Ajuda médica, alimentos, abrigos e saneamento são essenciais para ajudar as vítimas dessa onda de violência. Ainda assim, isto é apenas uma parte dos cuidados que essas pessoas precisam. Vivendo sob constante medo de ataques, muitos refugiados estão completamente traumatizados. Além de perder as pessoas que amam, eles também perderam seu senso de segurança, sua paz de espírito foi destruída. As equipes de MSF tentam abordar isso através de projetos específicos de saúde mental para os pacientes afetados pela violência, incluindo mulheres e crianças que escaparam de ser capturadas. Os conselheiros de MSF organizam grupos e sessões individuais, enquanto trabalham para aumentar a conscientização da comunidade sobre o impacto psicológico da violência e como as pessoas podem pedir ajuda. Até o momento, eles ofereceram o suporte de saúde mental para mais de 300 pessoas.

“Nunca vou me esquecer de uma senhora – ela costumava sentar embaixo de uma árvore no acampamento, chorando. Sua filha foi estuprada na frente dela e depois capturada. Ela não sabia se a menina estava viva ou morta”, lembra Francesca Mangia, coordenadora do projeto de MSF no acampamento de refugiados do Estado Equatoria Central. “A violência destruiu as vidas das pessoas. As pessoas não dormem porque os ataques aos vilarejos aconteceram quando anoitecia e eles têm medo de fechar os olhos à noite”.

Os refugiados continuam a cruzar a fronteira para o Sul do Sudão todas as semanas. Sem saber quando a violência vai ter fim ou se vão poder voltar algum dia para seus lares, um senso de desesperança e incerteza é constante em suas vidas e dos deslocados.

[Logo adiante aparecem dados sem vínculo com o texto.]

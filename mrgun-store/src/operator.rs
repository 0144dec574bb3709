//! Operator repository: lookups and the single row-locking primitive every
//! balance-moving path (C4, C5) is built on.

use mrgun_common::ids::OperatorId;
use rust_decimal::Decimal;
use sqlx::{Postgres, Transaction};

use crate::{error::StoreError, models::OperatorRow};

/// Row-level exclusive lock (§4.1 `LockOperatorForUpdate`). Every concurrent
/// authorise/back-office call against the same operator serialises on this
/// `SELECT ... FOR UPDATE`.
pub async fn lock_operator_for_update(
    tx: &mut Transaction<'_, Postgres>,
    operator_id: OperatorId,
) -> Result<OperatorRow, StoreError> {
    sqlx::query_as::<_, OperatorRow>(
        r#"
        SELECT operator_id, username, password_hash, display_name, contact_email,
               contact_phone, balance, total_recharged, total_consumed, total_refunded,
               customer_tier, is_active, is_locked, lock_reason, locked_at
        FROM operators
        WHERE operator_id = $1
        FOR UPDATE
        "#,
    )
    .bind(operator_id.as_uuid())
    .fetch_optional(&mut **tx)
    .await?
    .ok_or(StoreError::OperatorNotFound)
}

pub async fn find_by_id(
    tx: &mut Transaction<'_, Postgres>,
    operator_id: OperatorId,
) -> Result<OperatorRow, StoreError> {
    sqlx::query_as::<_, OperatorRow>(
        r#"
        SELECT operator_id, username, password_hash, display_name, contact_email,
               contact_phone, balance, total_recharged, total_consumed, total_refunded,
               customer_tier, is_active, is_locked, lock_reason, locked_at
        FROM operators
        WHERE operator_id = $1
        "#,
    )
    .bind(operator_id.as_uuid())
    .fetch_optional(&mut **tx)
    .await?
    .ok_or(StoreError::OperatorNotFound)
}

pub async fn find_by_username(
    pool: &sqlx::PgPool,
    username: &str,
) -> Result<Option<OperatorRow>, StoreError> {
    sqlx::query_as::<_, OperatorRow>(
        r#"
        SELECT operator_id, username, password_hash, display_name, contact_email,
               contact_phone, balance, total_recharged, total_consumed, total_refunded,
               customer_tier, is_active, is_locked, lock_reason, locked_at
        FROM operators
        WHERE username = $1
        "#,
    )
    .bind(username)
    .fetch_optional(pool)
    .await
    .map_err(StoreError::from)
}

/// Applies a signed balance delta (positive = increase) and returns the new
/// balance. Callers are expected to have already locked the row in this same
/// transaction and to have checked non-negativity themselves where required
/// (adjustments/debits enforce it; recharges and this function do not need
/// to, since they only ever increase balance).
pub async fn apply_balance_delta(
    tx: &mut Transaction<'_, Postgres>,
    operator_id: OperatorId,
    delta: Decimal,
    total_recharged_delta: Decimal,
    total_consumed_delta: Decimal,
    total_refunded_delta: Decimal,
) -> Result<OperatorRow, StoreError> {
    sqlx::query_as::<_, OperatorRow>(
        r#"
        UPDATE operators
        SET balance = balance + $2,
            total_recharged = total_recharged + $3,
            total_consumed = total_consumed + $4,
            total_refunded = total_refunded + $5
        WHERE operator_id = $1
        RETURNING operator_id, username, password_hash, display_name, contact_email,
                  contact_phone, balance, total_recharged, total_consumed, total_refunded,
                  customer_tier, is_active, is_locked, lock_reason, locked_at
        "#,
    )
    .bind(operator_id.as_uuid())
    .bind(delta)
    .bind(total_recharged_delta)
    .bind(total_consumed_delta)
    .bind(total_refunded_delta)
    .fetch_optional(&mut **tx)
    .await?
    .ok_or(StoreError::OperatorNotFound)
}

pub async fn set_locked(
    tx: &mut Transaction<'_, Postgres>,
    operator_id: OperatorId,
    locked: bool,
    reason: Option<String>,
) -> Result<OperatorRow, StoreError> {
    sqlx::query_as::<_, OperatorRow>(
        r#"
        UPDATE operators
        SET is_locked = $2,
            lock_reason = $3,
            locked_at = CASE WHEN $2 THEN NOW() ELSE NULL END
        WHERE operator_id = $1
        RETURNING operator_id, username, password_hash, display_name, contact_email,
                  contact_phone, balance, total_recharged, total_consumed, total_refunded,
                  customer_tier, is_active, is_locked, lock_reason, locked_at
        "#,
    )
    .bind(operator_id.as_uuid())
    .bind(locked)
    .bind(reason)
    .fetch_optional(&mut **tx)
    .await?
    .ok_or(StoreError::OperatorNotFound)
}
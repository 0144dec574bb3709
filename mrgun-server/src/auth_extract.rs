//! Bearer-token axum extractors for the three session kinds (§4.2, §6).
//!
//! Grounded on `mrgun_api::extract::Json`'s shape (a newtype `FromRequestParts`
//! that reports failures through our own [`ApiError`] instead of axum's raw
//! rejections) and on `lexe-api::auth`'s scoped-bearer-token extractor
//! pattern, adapted from that crate's client-signed tokens to this service's
//! server-minted HMAC ones.

use axum::{
    async_trait,
    extract::{FromRef, FromRequestParts},
    http::request::Parts,
};
use mrgun_api::{ApiError, ApiErrorKind};
use mrgun_auth::{Claims, ExpectedTokenType, TokenError, TokenService};
use mrgun_common::ids::{AdminId, OperatorId};

fn bearer_token(parts: &Parts) -> Result<&str, ApiError> {
    parts
        .headers
        .get(axum::http::header::AUTHORIZATION)
        .and_then(|v| v.to_str().ok())
        .and_then(|v| v.strip_prefix("Bearer "))
        .filter(|t| !t.is_empty())
        .ok_or_else(|| ApiError::new(ApiErrorKind::InvalidToken, "missing bearer token"))
}

fn map_token_error(err: TokenError) -> ApiError {
    match err {
        TokenError::InvalidToken => ApiError::new(ApiErrorKind::InvalidToken, err.to_string()),
        TokenError::InvalidTokenType => {
            ApiError::new(ApiErrorKind::InvalidTokenType, err.to_string())
        }
    }
}

/// An authenticated operator session (§4.2 "Operator session").
pub struct OperatorAuth {
    pub operator_id: OperatorId,
}

#[async_trait]
impl<S> FromRequestParts<S> for OperatorAuth
where
    S: Send + Sync,
    TokenService: FromRef<S>,
{
    type Rejection = ApiError;

    async fn from_request_parts(parts: &mut Parts, state: &S) -> Result<Self, Self::Rejection> {
        let tokens = TokenService::from_ref(state);
        let token = bearer_token(parts)?;
        let claims = tokens
            .verify(token, ExpectedTokenType::Operator)
            .map_err(map_token_error)?;
        parse_operator_subject(&claims)
    }
}

/// An authenticated admin-or-finance session; the handler checks the
/// fine-grained [`mrgun_common::role::Capability`] itself via `claims.role`.
pub struct AdminAuth {
    pub admin_id: AdminId,
    pub claims: Claims,
}

#[async_trait]
impl<S> FromRequestParts<S> for AdminAuth
where
    S: Send + Sync,
    TokenService: FromRef<S>,
{
    type Rejection = ApiError;

    async fn from_request_parts(parts: &mut Parts, state: &S) -> Result<Self, Self::Rejection> {
        let tokens = TokenService::from_ref(state);
        let token = bearer_token(parts)?;
        let claims = tokens
            .verify(token, ExpectedTokenType::AdminOrFinance)
            .map_err(map_token_error)?;
        let admin_id = claims
            .sub
            .parse::<uuid::Uuid>()
            .map(AdminId::new)
            .map_err(|_| ApiError::new(ApiErrorKind::InvalidToken, "malformed subject claim"))?;
        Ok(AdminAuth { admin_id, claims })
    }
}

/// A headset session token minted by the "launch application" action.
pub struct HeadsetAuth {
    pub operator_id: OperatorId,
}

#[async_trait]
impl<S> FromRequestParts<S> for HeadsetAuth
where
    S: Send + Sync,
    TokenService: FromRef<S>,
{
    type Rejection = ApiError;

    async fn from_request_parts(parts: &mut Parts, state: &S) -> Result<Self, Self::Rejection> {
        let tokens = TokenService::from_ref(state);
        let token = bearer_token(parts)?;
        let claims = tokens
            .verify(token, ExpectedTokenType::Headset)
            .map_err(map_token_error)?;
        parse_operator_subject(&claims).map(|OperatorAuth { operator_id }| HeadsetAuth { operator_id })
    }
}

fn parse_operator_subject(claims: &Claims) -> Result<OperatorAuth, ApiError> {
    claims
        .sub
        .parse::<uuid::Uuid>()
        .map(|id| OperatorAuth { operator_id: OperatorId::new(id) })
        .map_err(|_| ApiError::new(ApiErrorKind::InvalidToken, "malformed subject claim"))
}
//! The closed rule-failure taxonomy C3/C4/session-upload can return (§7).
//! Kept independent of `mrgun-api` so the engine (and its property tests)
//! never need axum in scope; `mrgun-server` maps each variant onto
//! `ApiErrorKind` at the handler boundary.

use mrgun_common::Money;
use mrgun_store::StoreError;

#[derive(Debug, thiserror::Error)]
pub enum EngineError {
    #[error("operator not found")]
    OperatorNotFound,
    #[error("operator account is locked or inactive")]
    AccountLocked,
    #[error("unknown app_code")]
    AppNotFound,
    #[error("application not granted to this operator")]
    AppNotAuthorised,
    #[error("unknown site_id")]
    SiteNotFound,
    #[error("site belongs to another operator")]
    SiteNotOwned,
    #[error("player_count outside the application's allowed range")]
    InvalidPlayerCount,
    #[error("balance {current_balance} is less than required {required}")]
    InsufficientBalance { current_balance: Money, required: Money },
    #[error("no usage record for that session_id")]
    SessionNotFound,
    #[error("session belongs to a different operator")]
    SessionAccessDenied,
    #[error("internal error: {0}")]
    Internal(String),
    /// A database deadlock, serialisation failure, or `session_id` collision
    /// (§4.4's failure table) -- the caller's retry loop should attempt the
    /// whole transaction again rather than surface this to the client.
    #[error("transient failure: {0}")]
    Retryable(String),
}

impl From<StoreError> for EngineError {
    fn from(err: StoreError) -> Self {
        match err {
            StoreError::OperatorNotFound => EngineError::OperatorNotFound,
            StoreError::AppNotFound => EngineError::AppNotFound,
            StoreError::SiteNotFound => EngineError::SiteNotFound,
            StoreError::SessionNotFound => EngineError::SessionNotFound,
            StoreError::SessionConflict => EngineError::Retryable("session_id collision".into()),
            other if other.is_retryable() => EngineError::Retryable(other.to_string()),
            other => EngineError::Internal(other.to_string()),
        }
    }
}
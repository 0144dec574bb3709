//! ApplicationRequest lifecycle (§3, §4.5): apply -> approve (creates/updates
//! the ApplicationAuthorisation grant) or reject (terminal, with
//! `admin_note`).

use mrgun_common::ids::{ApplicationId, ApplicationRequestId, OperatorId};
use mrgun_store::{
    application,
    backoffice,
    models::{ApplicationRequestRow, ApplicationRequestStatus},
    LedgerStore,
};
use uuid::Uuid;

use crate::error::BackofficeError;

pub async fn apply_request(
    store: &LedgerStore,
    operator_id: OperatorId,
    application_id: ApplicationId,
    reason: String,
) -> Result<ApplicationRequestRow, BackofficeError> {
    let request_id = ApplicationRequestId::generate();
    store
        .with_tx(move |tx| {
            Box::pin(async move {
                backoffice::insert_application_request(
                    tx,
                    request_id,
                    operator_id,
                    application_id.as_uuid(),
                    &reason,
                )
                .await
                .map_err(BackofficeError::from)
            })
        })
        .await
}

pub async fn approve_request(
    store: &LedgerStore,
    request_id: ApplicationRequestId,
    reviewer_id: Uuid,
    admin_note: Option<String>,
) -> Result<ApplicationRequestRow, BackofficeError> {
    store
        .with_tx(move |tx| {
            Box::pin(async move {
                let request = backoffice::lock_application_request_for_update(tx, request_id).await?;
                if request.status != ApplicationRequestStatus::Pending {
                    return Err(BackofficeError::InvalidState);
                }

                let operator_id = OperatorId::new(request.operator_id);
                let application_id = ApplicationId::new(request.application_id);
                application::upsert_authorisation(tx, operator_id, application_id).await?;

                backoffice::transition_application_request(
                    tx,
                    request_id,
                    ApplicationRequestStatus::Approved,
                    reviewer_id,
                    admin_note,
                )
                .await
                .map_err(BackofficeError::from)
            })
        })
        .await
}

pub async fn reject_request(
    store: &LedgerStore,
    request_id: ApplicationRequestId,
    reviewer_id: Uuid,
    admin_note: Option<String>,
) -> Result<ApplicationRequestRow, BackofficeError> {
    store
        .with_tx(move |tx| {
            Box::pin(async move {
                let request = backoffice::lock_application_request_for_update(tx, request_id).await?;
                if request.status != ApplicationRequestStatus::Pending {
                    return Err(BackofficeError::InvalidState);
                }
                backoffice::transition_application_request(
                    tx,
                    request_id,
                    ApplicationRequestStatus::Rejected,
                    reviewer_id,
                    admin_note,
                )
                .await
                .map_err(BackofficeError::from)
            })
        })
        .await
}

Quatro meses após chegar ao Sudão, Mboli recebeu a boa notícia de que, de alguma forma, seu irmão Muka conseguira fugir do LRA e que ele estava no hospital na RDC. Seu pai tentou viajar de volta para o Congo para buscá-lo, mas as estradas estavam muito perigosas e foi impossível. Ele vai tentar novamente quando achar que está mais seguro. No entanto, a vida de Mboli e sua família continua marcada. “Estou muito preocupado com Muka e com nosso futuro. O LRA está na minha casa no Congo. Eu sou um refugiado no Sudão, mas eles também estão aqui. Não há nada para pensar sobre o futuro. Que futuro?”, lamenta o rapaz.